> _Description of the task_
Report how many lines in the data include "constants", with the number as the only reply.

[Provided records]

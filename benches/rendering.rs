//! Benchmarks for measuring entry rendering performance.
//!
//! Run with: `cargo bench`

use chrono::NaiveDate;
use criterion::{criterion_group, criterion_main, BenchmarkId, Criterion, Throughput};
use cvtemplater::config::{Document, InputFormat, RenderOptions, TemplateSet};
use cvtemplater::entry::Entry;
use cvtemplater::format::Locale;
use cvtemplater::renderer::{render_document, EntryRenderer, TemplateRenderer};
use cvtemplater::template::elision::clean_trailing_parts;
use std::hint::black_box;

fn options() -> RenderOptions {
    RenderOptions::new(true, NaiveDate::from_ymd_opt(2025, 1, 1).unwrap())
}

fn sample_entries() -> Vec<Entry> {
    serde_yaml::from_str(
        r#"
- company: Acme
  position: Engineer
  location: Oslo
  start_date: 2020-06
  end_date: present
  highlights:
    - Led team of 5 engineers
    - Reduced costs - Server optimization - Database indexing
- title: Fast Parsers
  authors: [Ada Lovelace, Alan Turing]
  doi: 10.1000/xyz123
  journal: Journal of Parsing
  date: 2023-07
- institution: MIT
  area: Physics
  degree: BS
  start_date: 2014-09
  end_date: 2018-06
  summary: Thesis on optics
- label: Languages
  details: Rust, Python
- A plain line of text
"#,
    )
    .unwrap()
}

/// Benchmark: rendering single entries of each kind
fn bench_single_entries(c: &mut Criterion) {
    let templates = TemplateSet::default();
    let locale = Locale::default();
    let renderer = TemplateRenderer::new(&templates, &locale, options());
    let mut group = c.benchmark_group("entry");

    for entry in sample_entries() {
        let name = entry
            .kind()
            .map(|kind| kind.to_string())
            .unwrap_or_else(|| "Text".into());
        group.bench_with_input(BenchmarkId::from_parameter(name), &entry, |b, entry| {
            b.iter(|| renderer.render(black_box(entry)).unwrap());
        });
    }
    group.finish();
}

/// Benchmark: rendering documents of growing size
fn bench_documents(c: &mut Criterion) {
    let entries = sample_entries();
    let mut group = c.benchmark_group("document");

    for sections in [1usize, 10, 50] {
        let mut document = Document::from_str_with_format("cv: {}", InputFormat::Yaml).unwrap();
        for index in 0..sections {
            document.cv.sections.insert(format!("section_{index}"), entries.clone());
        }
        group.throughput(Throughput::Elements((sections * entries.len()) as u64));
        group.bench_with_input(BenchmarkId::from_parameter(sections), &document, |b, document| {
            b.iter(|| render_document(black_box(document), options()).unwrap());
        });
    }
    group.finish();
}

/// Benchmark: trailing-part cleanup on elided templates
fn bench_cleanup(c: &mut Criterion) {
    let text = "**COMPANY**, \nLOCATION: \n, \nDATE -- \n".repeat(20);
    c.bench_function("clean_trailing_parts", |b| {
        b.iter(|| clean_trailing_parts(black_box(&text)));
    });
}

criterion_group!(benches, bench_single_entries, bench_documents, bench_cleanup);
criterion_main!(benches);
//! Configuration management for cvtemplater
//!
//! This module contains the configuration system components:
//! - `types`: template sets and per-render options
//! - `loader`: CV document loading, normalization and validation

pub mod loader;
pub mod types;

#[cfg(test)]
mod tests;

pub use loader::{Cv, Design, Document, InputFormat};
pub use types::{EntryTemplates, RenderOptions, TemplateSet};
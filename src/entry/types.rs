//! Structured entry variants and the attributes they share

use indexmap::IndexMap;
use serde::{Deserialize, Serialize};

use super::date::DateValue;
use crate::constants::DOI_BASE_URL;

/// Custom attributes a user may attach to any structured entry.
pub type ExtraFields = IndexMap<String, serde_json::Value>;

/// Attributes every structured entry may carry.
#[derive(Debug, Clone, Default, PartialEq, Serialize, Deserialize)]
#[serde(default)]
pub struct EntryCore {
    #[serde(skip_serializing_if = "Option::is_none")]
    pub date: Option<DateValue>,
    #[serde(skip_serializing_if = "Option::is_none")]
    pub start_date: Option<DateValue>,
    #[serde(skip_serializing_if = "Option::is_none")]
    pub end_date: Option<DateValue>,
    #[serde(skip_serializing_if = "Option::is_none")]
    pub location: Option<String>,
    #[serde(skip_serializing_if = "Option::is_none")]
    pub summary: Option<String>,
    #[serde(skip_serializing_if = "Option::is_none")]
    pub highlights: Option<Vec<String>>,
    #[serde(skip_serializing_if = "Option::is_none")]
    pub url: Option<String>,
}

#[derive(Debug, Clone, Default, PartialEq, Serialize, Deserialize)]
pub struct EducationEntry {
    pub institution: String,
    pub area: String,
    #[serde(default, skip_serializing_if = "Option::is_none")]
    pub degree: Option<String>,
    #[serde(flatten)]
    pub core: EntryCore,
    #[serde(flatten)]
    pub extra: ExtraFields,
}

#[derive(Debug, Clone, Default, PartialEq, Serialize, Deserialize)]
pub struct ExperienceEntry {
    pub company: String,
    pub position: String,
    #[serde(flatten)]
    pub core: EntryCore,
    #[serde(flatten)]
    pub extra: ExtraFields,
}

#[derive(Debug, Clone, Default, PartialEq, Serialize, Deserialize)]
pub struct NormalEntry {
    pub name: String,
    #[serde(flatten)]
    pub core: EntryCore,
    #[serde(flatten)]
    pub extra: ExtraFields,
}

#[derive(Debug, Clone, Default, PartialEq, Serialize, Deserialize)]
pub struct PublicationEntry {
    pub title: String,
    pub authors: Vec<String>,
    #[serde(default, skip_serializing_if = "Option::is_none")]
    pub doi: Option<String>,
    #[serde(default, skip_serializing_if = "Option::is_none")]
    pub journal: Option<String>,
    #[serde(flatten)]
    pub core: EntryCore,
    #[serde(flatten)]
    pub extra: ExtraFields,
}

impl PublicationEntry {
    /// Canonical resolver URL for the entry's DOI, if it has one.
    pub fn doi_url(&self) -> Option<String> {
        self.doi.as_ref().map(|doi| format!("{DOI_BASE_URL}{doi}"))
    }
}

#[derive(Debug, Clone, Default, PartialEq, Serialize, Deserialize)]
pub struct OneLineEntry {
    pub label: String,
    pub details: String,
    #[serde(flatten)]
    pub core: EntryCore,
    #[serde(flatten)]
    pub extra: ExtraFields,
}

#[derive(Debug, Clone, Default, PartialEq, Serialize, Deserialize)]
pub struct BulletEntry {
    pub bullet: String,
    #[serde(flatten)]
    pub core: EntryCore,
    #[serde(flatten)]
    pub extra: ExtraFields,
}

#[derive(Debug, Clone, Default, PartialEq, Serialize, Deserialize)]
pub struct NumberedEntry {
    pub number: String,
    #[serde(flatten)]
    pub core: EntryCore,
    #[serde(flatten)]
    pub extra: ExtraFields,
}

#[derive(Debug, Clone, Default, PartialEq, Serialize, Deserialize)]
pub struct ReversedNumberedEntry {
    pub reversed_number: String,
    #[serde(flatten)]
    pub core: EntryCore,
    #[serde(flatten)]
    pub extra: ExtraFields,
}
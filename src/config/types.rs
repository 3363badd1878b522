//! Template set and rendering options

use chrono::NaiveDate;
use indexmap::IndexMap;
use serde::{Deserialize, Serialize};

use crate::constants::templates;
use crate::entry::EntryKind;

/// Named template slots of one entry kind, e.g. `main_column`.
pub type EntryTemplates = IndexMap<String, String>;

/// Templates of a design: shared date templates plus per-kind entry templates
/// keyed by the kind's snake-case name (`experience_entry`, ...).
#[derive(Debug, Clone, PartialEq, Serialize, Deserialize)]
pub struct TemplateSet {
    #[serde(default = "get_default_single_date")]
    pub single_date: String,
    #[serde(default = "get_default_date_range")]
    pub date_range: String,
    #[serde(default = "get_default_time_span")]
    pub time_span: String,
    #[serde(flatten)]
    pub entries: IndexMap<String, EntryTemplates>,
}

impl Default for TemplateSet {
    fn default() -> Self {
        Self {
            single_date: get_default_single_date(),
            date_range: get_default_date_range(),
            time_span: get_default_time_span(),
            entries: get_default_entry_templates(),
        }
    }
}

impl TemplateSet {
    /// Templates configured for `kind`, if any.
    pub fn for_kind(&self, kind: EntryKind) -> Option<&EntryTemplates> {
        self.entries.get(&kind.template_key())
    }

    /// Fills in every kind and slot of the default design that this set does
    /// not configure. Slots set to an empty string stay empty.
    pub fn merged_over_defaults(mut self) -> Self {
        for (kind, default_slots) in get_default_entry_templates() {
            let slots = self.entries.entry(kind).or_default();
            for (slot, template) in default_slots {
                slots.entry(slot).or_insert(template);
            }
        }
        self
    }
}

/// Per-render switches that do not belong to the design.
#[derive(Debug, Clone, Copy, PartialEq)]
pub struct RenderOptions {
    /// Append the time span to date ranges.
    pub show_time_span: bool,
    /// Date that `present` resolves to.
    pub current_date: NaiveDate,
}

impl RenderOptions {
    pub fn new(show_time_span: bool, current_date: NaiveDate) -> Self {
        Self {
            show_time_span,
            current_date,
        }
    }

    pub fn today() -> Self {
        Self::new(false, chrono::Local::now().date_naive())
    }
}

fn get_default_single_date() -> String {
    templates::SINGLE_DATE.to_string()
}

fn get_default_date_range() -> String {
    templates::DATE_RANGE.to_string()
}

fn get_default_time_span() -> String {
    templates::TIME_SPAN.to_string()
}

fn slots(pairs: &[(&str, &str)]) -> EntryTemplates {
    pairs
        .iter()
        .map(|(slot, template)| (slot.to_string(), template.to_string()))
        .collect()
}

fn get_default_entry_templates() -> IndexMap<String, EntryTemplates> {
    IndexMap::from([
        (
            EntryKind::Education.template_key(),
            slots(&[
                ("main_column", "**INSTITUTION**, AREA\nSUMMARY\nHIGHLIGHTS"),
                ("degree_column", "**DEGREE**"),
                ("date_and_location_column", "LOCATION\nDATE"),
            ]),
        ),
        (
            EntryKind::Experience.template_key(),
            slots(&[
                ("main_column", "**COMPANY**, POSITION\nSUMMARY\nHIGHLIGHTS"),
                ("date_and_location_column", "LOCATION\nDATE"),
            ]),
        ),
        (
            EntryKind::Normal.template_key(),
            slots(&[
                ("main_column", "**NAME**\nSUMMARY\nHIGHLIGHTS"),
                ("date_and_location_column", "LOCATION\nDATE"),
            ]),
        ),
        (
            EntryKind::Publication.template_key(),
            slots(&[
                ("main_column", "**TITLE**\nSUMMARY\nAUTHORS\nURL (JOURNAL)"),
                ("date_and_location_column", "DATE"),
            ]),
        ),
        (EntryKind::OneLine.template_key(), slots(&[("main_column", "**LABEL:** DETAILS")])),
    ])
}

[/Provided records]

> _Exercise response_
2